Exercise goal: Find all lines below containing the string "carried" and return them.
─── Recorded information ───
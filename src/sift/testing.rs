//! Fluent assertion API for parse trees
//!
//! Test-support helpers used by the integration suites. The builders keep
//! failure messages pointed at the path into the tree instead of a bare
//! `assert!` on a deeply-indexed expression.

use crate::sift::parsing::ParseTree;
use crate::sift::token::TokenKind;

/// Create an assertion builder for a tree node
pub fn assert_tree<K: TokenKind>(tree: &ParseTree<K>) -> TreeAssertion<'_, K> {
    TreeAssertion {
        node: tree,
        context: tree.symbol.clone(),
    }
}

pub struct TreeAssertion<'a, K: TokenKind> {
    node: &'a ParseTree<K>,
    context: String,
}

impl<'a, K: TokenKind> TreeAssertion<'a, K> {
    /// Assert the node's symbol
    pub fn symbol(self, expected: &str) -> Self {
        assert_eq!(
            self.node.symbol, expected,
            "{}: expected symbol {:?}, found {:?}",
            self.context, expected, self.node.symbol
        );
        self
    }

    /// Assert the number of children
    pub fn child_count(self, expected: usize) -> Self {
        let actual = self.node.children.len();
        assert_eq!(
            actual,
            expected,
            "{}: expected {} children, found {} ({})",
            self.context,
            expected,
            actual,
            summarize(self.node)
        );
        self
    }

    /// Assert the token value carried by this leaf
    pub fn token_value(self, expected: &str) -> Self {
        let actual = self
            .node
            .token
            .as_ref()
            .unwrap_or_else(|| panic!("{}: node carries no token", self.context));
        assert_eq!(
            actual.value, expected,
            "{}: expected token value {:?}, found {:?}",
            self.context, expected, actual.value
        );
        self
    }

    /// Assert the token kind carried by this leaf
    pub fn token_kind(self, expected: K) -> Self {
        let actual = self
            .node
            .token
            .as_ref()
            .unwrap_or_else(|| panic!("{}: node carries no token", self.context));
        assert_eq!(
            actual.kind, expected,
            "{}: expected token kind {:?}, found {:?}",
            self.context, expected, actual.kind
        );
        self
    }

    /// Descend into the child at `index`. The closure may return its
    /// builder or nothing; either way assertions run inside it.
    pub fn child<F, R>(self, index: usize, assertion: F) -> Self
    where
        F: FnOnce(TreeAssertion<'a, K>) -> R,
    {
        assert!(
            index < self.node.children.len(),
            "{}: child index {} out of bounds ({} children)",
            self.context,
            index,
            self.node.children.len()
        );
        let child = &self.node.children[index];
        let _ = assertion(TreeAssertion {
            node: child,
            context: format!("{}.children[{}]({})", self.context, index, child.symbol),
        });
        self
    }

    /// Descend into the first child with the given symbol
    pub fn named_child<F, R>(self, symbol: &str, assertion: F) -> Self
    where
        F: FnOnce(TreeAssertion<'a, K>) -> R,
    {
        let child = self.node.child(symbol).unwrap_or_else(|| {
            panic!(
                "{}: no child named {:?} ({})",
                self.context,
                symbol,
                summarize(self.node)
            )
        });
        let _ = assertion(TreeAssertion {
            node: child,
            context: format!("{}.{}", self.context, symbol),
        });
        self
    }

    /// Assert that some child carries the given symbol
    pub fn has_child(self, symbol: &str) -> Self {
        assert!(
            self.node.child(symbol).is_some(),
            "{}: expected a child named {:?} ({})",
            self.context,
            symbol,
            summarize(self.node)
        );
        self
    }
}

fn summarize<K: TokenKind>(node: &ParseTree<K>) -> String {
    let symbols: Vec<&str> = node
        .children
        .iter()
        .map(|child| child.symbol.as_str())
        .collect();
    format!("children: [{}]", symbols.join(", "))
}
───
Output below:
    /// Assert the token value carried by this leaf
    /// Assert the token kind carried by this leaf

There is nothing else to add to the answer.